When I last wrote, I was one terrible night’s sleep away from escaping el Hotel Peninsular, right off of La Rambla, in Barcelona. Well, the next morning, Chuck and I took the fast train to Zaragoza, to visit with my cousins María Jesús and María Asunsión Visauta. María Jesús met us at the train station that afternoon to take us to her place, and then after a filling lunch and a nap, we had dinner at María Asun’s and her husband José Luís’ place. I know my Spanish is improving, because I understood their jokes so much better than I did five years ago.
But now the rest of the trip is becoming a blur, because I’ve already been on one run already around Phoenix Lake, back in Marin County. We’ve been back to Peet’s, a Bay Area chain mecca.
Just the other night, Chuck and I were sitting at the Chocolatería San Ginés, eating some chocolate con churros in outside seating in a small alley way, wondering out loud about what could only be either drama club members or groupies of some sort (there is always such a fine line). They were an animated group, in sparkling clothes. Some in cowboy hats.
Feeling brave, I asked them (in Spanish, of course) what was going on.
They were waiting to meet the band Los Tigres del Norte, a “Tex Mex” band from upstate México, who had been playing in the theater next door. They sing about sneaking narcotics across the border, said our new friend, the one person who took the time to answer questions for our interview.
Let’s roll Contrabando y Traición now.
I’ll need more time to decide if this music is my cup of tea. But where was I? Right. That’s my problem. I don’t remember where I was.
A day ago, I was crying that we were leaving Spain so soon. María Jesús gave Chuck and me a tour of La Basílica de Nuestra Señora del Pilar and El Catedral de la Seo, and I do recall feeling, for at least while I was in both of these buildings, that I understood God’s message. Since then, the message has faded. Dammit. I was so close. I even for a minute here tried to relay the message, and it’s slipped from my fingers. I can’t stand it when this happens, because every once in awhile, not just this time, I come up with it, and I get very excited, because it’s the type of thing that would make most people say, “Oh. Duh.”
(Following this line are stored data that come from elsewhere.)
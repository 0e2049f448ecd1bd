//! SQLite session history.
//!
//! Every finished session is appended to the `vc_sessions` table.
//! Participant totals are stored as a JSON object keyed by member id so
//! the row shape does not depend on the participant count.

use crate::collaborators::{CollaboratorError, HistoryArchive};
use crate::session::{ParticipantSummary, SessionRecord};
use async_trait::async_trait;
use chrono::{DateTime, Utc};
use common::types::{GuildId, MemberId, RoomId};
use serde::Serialize;
use sqlx::sqlite::{SqliteConnectOptions, SqlitePoolOptions};
use sqlx::{Pool, Sqlite};
use std::collections::BTreeMap;
use std::str::FromStr;
use std::time::Duration;
use thiserror::Error;
use tracing::{info, instrument};

/// Default number of rows returned by [`SqliteHistoryArchive::recent_sessions`].
pub const DEFAULT_HISTORY_LIMIT: u32 = 50;

/// Upper bound on rows returned by one history query.
pub const MAX_HISTORY_LIMIT: u32 = 500;

#[derive(Debug, Error)]
pub enum HistoryError {
    #[error("Connection error: {0}")]
    Connection(String),

    #[error("Migration error: {0}")]
    Migration(String),

    #[error("Query error: {0}")]
    Query(String),

    /// A stored value does not fit the domain type (id sign, bad JSON).
    #[error("Encoding error: {0}")]
    Encoding(String),
}

impl From<sqlx::Error> for HistoryError {
    fn from(e: sqlx::Error) -> Self {
        Self::Query(e.to_string())
    }
}

/// One archived session with its row id.
#[derive(Debug, Clone, PartialEq, Eq, Serialize)]
pub struct StoredSession {
    pub id: i64,
    #[serde(flatten)]
    pub record: SessionRecord,
}

#[derive(sqlx::FromRow)]
struct SessionRow {
    id: i64,
    guild_id: i64,
    vc_id: i64,
    vc_name: String,
    started_at: DateTime<Utc>,
    ended_at: DateTime<Utc>,
    duration_sec: i64,
    participants_json: String,
}

impl SessionRow {
    fn into_stored(self) -> Result<StoredSession, HistoryError> {
        let participants: BTreeMap<MemberId, ParticipantSummary> =
            serde_json::from_str(&self.participants_json)
                .map_err(|e| HistoryError::Encoding(format!("participants_json: {e}")))?;

        Ok(StoredSession {
            id: self.id,
            record: SessionRecord {
                guild_id: GuildId(from_column(self.guild_id, "guild_id")?),
                room_id: RoomId(from_column(self.vc_id, "vc_id")?),
                room_name: self.vc_name,
                started_at: self.started_at,
                ended_at: self.ended_at,
                duration_seconds: self.duration_sec,
                participants,
            },
        })
    }
}

/// Session history stored in SQLite.
#[derive(Clone)]
pub struct SqliteHistoryArchive {
    pool: Pool<Sqlite>,
}

impl SqliteHistoryArchive {
    /// Open (or create) the database at `url` and run migrations.
    pub async fn connect(url: &str) -> Result<Self, HistoryError> {
        let options = SqliteConnectOptions::from_str(url)
            .map_err(|e| HistoryError::Connection(e.to_string()))?
            .create_if_missing(true)
            .busy_timeout(Duration::from_secs(5));

        let pool = SqlitePoolOptions::new()
            .max_connections(5)
            .connect_with(options)
            .await
            .map_err(|e| HistoryError::Connection(e.to_string()))?;

        let archive = Self { pool };
        archive.migrate().await?;

        info!(target: "vc.history", "Session history database opened");
        Ok(archive)
    }

    /// In-memory database (for testing).
    pub async fn open_in_memory() -> Result<Self, HistoryError> {
        let options = SqliteConnectOptions::from_str("sqlite::memory:")
            .map_err(|e| HistoryError::Connection(e.to_string()))?;

        let pool = SqlitePoolOptions::new()
            .max_connections(1)
            .connect_with(options)
            .await
            .map_err(|e| HistoryError::Connection(e.to_string()))?;

        let archive = Self { pool };
        archive.migrate().await?;
        Ok(archive)
    }

    async fn migrate(&self) -> Result<(), HistoryError> {
        sqlx::migrate!("./migrations")
            .run(&self.pool)
            .await
            .map_err(|e| HistoryError::Migration(e.to_string()))
    }

    /// Append a finished session. Returns the new row id.
    #[instrument(skip_all, fields(room = %record.room_id))]
    pub async fn insert(&self, record: &SessionRecord) -> Result<i64, HistoryError> {
        let participants_json = serde_json::to_string(&record.participants)
            .map_err(|e| HistoryError::Encoding(e.to_string()))?;

        let result = sqlx::query(
            r#"
            INSERT INTO vc_sessions (
                guild_id, vc_id, vc_name, started_at, ended_at,
                duration_sec, participants_json
            )
            VALUES (?, ?, ?, ?, ?, ?, ?)
            "#,
        )
        .bind(to_column(record.guild_id.get(), "guild_id")?)
        .bind(to_column(record.room_id.get(), "vc_id")?)
        .bind(&record.room_name)
        .bind(record.started_at)
        .bind(record.ended_at)
        .bind(record.duration_seconds)
        .bind(participants_json)
        .execute(&self.pool)
        .await?;

        let id = result.last_insert_rowid();
        info!(
            target: "vc.history",
            id,
            room = %record.room_id,
            duration_seconds = record.duration_seconds,
            participants = record.participants.len(),
            "Session archived"
        );
        Ok(id)
    }

    /// Most recently ended sessions of a guild, newest first.
    ///
    /// `limit` is clamped to [`MAX_HISTORY_LIMIT`].
    pub async fn recent_sessions(
        &self,
        guild: GuildId,
        limit: u32,
    ) -> Result<Vec<StoredSession>, HistoryError> {
        let limit = limit.min(MAX_HISTORY_LIMIT);

        let rows: Vec<SessionRow> = sqlx::query_as(
            r#"
            SELECT id, guild_id, vc_id, vc_name, started_at, ended_at,
                   duration_sec, participants_json
            FROM vc_sessions
            WHERE guild_id = ?
            ORDER BY ended_at DESC, id DESC
            LIMIT ?
            "#,
        )
        .bind(to_column(guild.get(), "guild_id")?)
        .bind(i64::from(limit))
        .fetch_all(&self.pool)
        .await?;

        rows.into_iter().map(SessionRow::into_stored).collect()
    }
}

#[async_trait]
impl HistoryArchive for SqliteHistoryArchive {
    async fn record_session(&self, record: SessionRecord) -> Result<(), CollaboratorError> {
        self.insert(&record)
            .await
            .map(|_| ())
            .map_err(|e| CollaboratorError::Unavailable(e.to_string()))
    }
}

fn to_column(id: u64, column: &str) -> Result<i64, HistoryError> {
    i64::try_from(id).map_err(|_| HistoryError::Encoding(format!("{column} out of range: {id}")))
}

fn from_column(value: i64, column: &str) -> Result<u64, HistoryError> {
    u64::try_from(value)
        .map_err(|_| HistoryError::Encoding(format!("{column} is negative: {value}")))
}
Well, sorry about that, I don’t know the message, so you’ll just have to carry on.
The only problem with leaving María Jesús’s place on Thursday, particularly after a day of seeing these beautiful, ornate buildings, is that it meant that Chuck and I didn’t think that much about getting a train ticket in advance to Madrid, to make our 10am flight. Nor did we think much about getting a hotel room.
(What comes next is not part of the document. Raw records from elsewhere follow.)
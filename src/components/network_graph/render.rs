use std::collections::HashMap;
use std::f64::consts::PI;

use log::warn;
use wasm_bindgen::JsValue;
use web_sys::{CanvasRenderingContext2d, HtmlImageElement};

use super::geometry::{ARROW_LENGTH, EdgePath};
use super::icons::OsIcon;
use super::state::{EntityData, EntityFrame, NetworkGraphState, RenderFeed};

const BACKGROUND: &str = "#f8fafc";
const EDGE_COLOR: &str = "#4a4a4a";
const LABEL_COLOR: &str = "#1f2937";
const CONNECTION_FILL: &str = "#e0e7ff";
const CONNECTION_STROKE: &str = "#6366f1";
const PIN_STROKE: &str = "#f97316";

/// OS icons, loaded once per canvas.
pub struct IconCache {
	images: HashMap<OsIcon, HtmlImageElement>,
}

impl IconCache {
	/// Starts loading every icon; images draw once complete.
	pub fn load() -> Self {
		let mut images = HashMap::new();
		for icon in OsIcon::ALL {
			match HtmlImageElement::new() {
				Ok(img) => {
					img.set_src(&icon.path());
					images.insert(icon, img);
				}
				Err(err) => warn!("could not create image for {}: {err:?}", icon.name()),
			}
		}
		Self { images }
	}

	fn ready(&self, icon: OsIcon) -> Option<&HtmlImageElement> {
		self.images
			.get(&icon)
			.filter(|img| img.complete() && img.natural_width() > 0)
	}
}

/// Draws one frame: background, then edges, hosts and connections.
pub fn render(state: &NetworkGraphState, ctx: &CanvasRenderingContext2d, icons: &IconCache) {
	ctx.set_fill_style_str(BACKGROUND);
	ctx.fill_rect(0.0, 0.0, state.width, state.height);

	let transform = state.transform();
	ctx.save();
	let _ = ctx.translate(transform.x, transform.y);
	let _ = ctx.scale(transform.k, transform.k);

	let feed = state.render_feed();
	draw_edges(&feed, ctx);
	for entity in &feed.entities {
		match entity.data {
			EntityData::Node(_) => draw_node(entity, ctx, icons),
			EntityData::Connection(_) => draw_connection(entity, ctx),
		}
	}
	ctx.restore();
}

fn draw_edges(feed: &RenderFeed<'_>, ctx: &CanvasRenderingContext2d) {
	ctx.set_stroke_style_str(EDGE_COLOR);
	ctx.set_fill_style_str(EDGE_COLOR);
	ctx.set_line_width(2.0);

	for path in &feed.edges {
		if path.is_degenerate() || path.length() == 0.0 {
			continue;
		}
		draw_edge(path, ctx);
	}
}

fn draw_edge(path: &EdgePath, ctx: &CanvasRenderingContext2d) {
	ctx.begin_path();
	ctx.move_to(path.start.0, path.start.1);
	ctx.line_to(path.end.0, path.end.1);
	ctx.stroke();

	let (ux, uy) = (path.ux, path.uy);
	let (px, py) = (-uy * ARROW_LENGTH * 0.5, ux * ARROW_LENGTH * 0.5);
	let (back_x, back_y) = path.end;
	ctx.begin_path();
	ctx.move_to(path.tip.0, path.tip.1);
	ctx.line_to(back_x + px, back_y + py);
	ctx.line_to(back_x - px, back_y - py);
	ctx.close_path();
	ctx.fill();
}

fn draw_node(entity: &EntityFrame<'_>, ctx: &CanvasRenderingContext2d, icons: &IconCache) {
	let EntityData::Node(node) = entity.data else {
		return;
	};
	let (x, y, r) = (entity.x, entity.y, entity.radius);
	let icon = OsIcon::for_os(&node.os);

	match icons.ready(icon) {
		Some(img) => {
			let _ = ctx.draw_image_with_html_image_element_and_dw_and_dh(
				img,
				x - r,
				y - r,
				r * 2.0,
				r * 2.0,
			);
		}
		None => {
			ctx.begin_path();
			let _ = ctx.arc(x, y, r, 0.0, 2.0 * PI);
			ctx.set_fill_style_str(icon.fallback_color());
			ctx.fill();
		}
	}

	if entity.pinned {
		draw_pin_ring(x, y, r + 3.0, ctx);
	}

	ctx.set_fill_style_str(LABEL_COLOR);
	ctx.set_font("10px sans-serif");
	ctx.set_text_align("left");
	let _ = ctx.fill_text(&node.id, x + r + 4.0, y + 4.0);
}

fn draw_connection(entity: &EntityFrame<'_>, ctx: &CanvasRenderingContext2d) {
	let EntityData::Connection(conn) = entity.data else {
		return;
	};
	let (x, y, r) = (entity.x, entity.y, entity.radius);

	ctx.begin_path();
	let _ = ctx.arc(x, y, r, 0.0, 2.0 * PI);
	ctx.set_fill_style_str(CONNECTION_FILL);
	ctx.fill();
	ctx.set_stroke_style_str(CONNECTION_STROKE);
	ctx.set_line_width(1.5);
	ctx.stroke();
	if entity.pinned {
		draw_pin_ring(x, y, r + 3.0, ctx);
	}

	ctx.set_fill_style_str(LABEL_COLOR);
	ctx.set_font("8px sans-serif");
	ctx.set_text_align("center");
	let _ = ctx.fill_text(&conn.protocol, x, y - r - 5.0);
	let _ = ctx.fill_text(
		&format!("{}->{}", conn.source_port, conn.target_port),
		x,
		y + r + 5.0 + 8.0,
	);
}

/// Dashed ring around an entity held by the pointer.
fn draw_pin_ring(x: f64, y: f64, r: f64, ctx: &CanvasRenderingContext2d) {
	ctx.begin_path();
	let _ = ctx.arc(x, y, r, 0.0, 2.0 * PI);
	ctx.set_stroke_style_str(PIN_STROKE);
	ctx.set_line_width(1.5);
	let _ = ctx.set_line_dash(&js_sys::Array::of2(
		&JsValue::from_f64(4.0),
		&JsValue::from_f64(3.0),
	));
	ctx.stroke();
	let _ = ctx.set_line_dash(&js_sys::Array::new());
}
No, wait, scratch that. I believe that we both had individually thought about it, but never thought to voice the belief that we should probably do something about it, and this is how we ended up on a 3.5 hour regional train ride back to Madrid, when, had we only thought about it maybe the day before, we could have been on the bullet train.
Being the optimists as we are, we opted to view this elongated ride home as an opportunity to see the Spanish country side.
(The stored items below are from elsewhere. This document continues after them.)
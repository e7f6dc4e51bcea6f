use std::collections::BTreeSet;

use leptos::ev::MouseEvent;
use leptos::prelude::*;

use super::filter::Filter;

/// Node types offered as checkboxes.
pub const NODE_TYPES: [&str; 3] = ["server", "client", "network"];

fn capitalize(s: &str) -> String {
	let mut chars = s.chars();
	match chars.next() {
		Some(first) => first.to_uppercase().chain(chars).collect(),
		None => String::new(),
	}
}

/// Slide-in panel collecting a type selection and an id pattern. Nothing is
/// applied until the apply button is pressed.
#[component]
pub fn FilterSidebar(
	/// Slid in while true; the close button clears it
	open: RwSignal<bool>,
	/// Called with the selection when "Apply Filters" is pressed
	on_apply: Callback<Filter>,
	/// Shown under the button, e.g. a rejected pattern
	#[prop(into)]
	error: Signal<Option<String>>,
) -> impl IntoView {
	let selected = RwSignal::new(BTreeSet::<String>::new());
	let pattern = RwSignal::new(String::new());

	let apply = move |_: MouseEvent| {
		let pattern = pattern.get_untracked();
		on_apply.run(Filter {
			types: selected.get_untracked(),
			pattern: (!pattern.is_empty()).then_some(pattern),
		});
	};

	let checkboxes = NODE_TYPES
		.iter()
		.map(|&node_type| {
			view! {
				<label class="type-option">
					<input
						type="checkbox"
						prop:checked=move || selected.with(|s| s.contains(node_type))
						on:change=move |ev| {
							let checked = event_target_checked(&ev);
							selected
								.update(|s| {
									if checked {
										s.insert(node_type.to_string());
									} else {
										s.remove(node_type);
									}
								});
						}
					/>
					{capitalize(node_type)}
				</label>
			}
		})
		.collect_view();

	view! {
		<aside class="filter-sidebar" class:open=move || open.get()>
			<header class="filter-header">
				<h2>"Filters"</h2>
				<button class="close-button" title="Close" on:click=move |_| open.set(false)>
					"×"
				</button>
			</header>
			<fieldset class="filter-types">
				<legend>"Node Types"</legend>
				{checkboxes}
			</fieldset>
			<label for="regex-filter">"Regex Filter"</label>
			<input
				id="regex-filter"
				type="text"
				placeholder="Enter regex..."
				prop:value=move || pattern.get()
				on:input=move |ev| pattern.set(event_target_value(&ev))
			/>
			<button class="apply-button" on:click=apply>
				"Apply Filters"
			</button>
			{move || error.get().map(|msg| view! { <p class="filter-error">{msg}</p> })}
		</aside>
	}
}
The only drawback to being this type of optimist is when you neglect to even thumb through the guidebook on the train to find a hotel in Madrid, preferably something near the airport, to minimize the pain in the morning, as our regular waking hour the past two weeks had been 9am, and now we had a 10am flight.
So after maybe an hour of walking back and forth around the Chamartin train station in Madrid, not sure what we should do next, Chuck and I thought it would make the most sense to just to back to the hotel where we had stayed the first time, the Hotel Plaza Mayor, and then only freak out if it might happen to be that there was no vacancy.
There was no vacancy at the Hotel Plaza Mayor at 10pm that night.
And so that is basically when we had our first official freak out of the trip, but heavily modulated, because we are professionals.
Oh, where to go with this story. Should I tell you what we did next? I need to sleep on this, not because it’s a good story, but because I am still so under the influence of jet lag, I have lost my train of thought.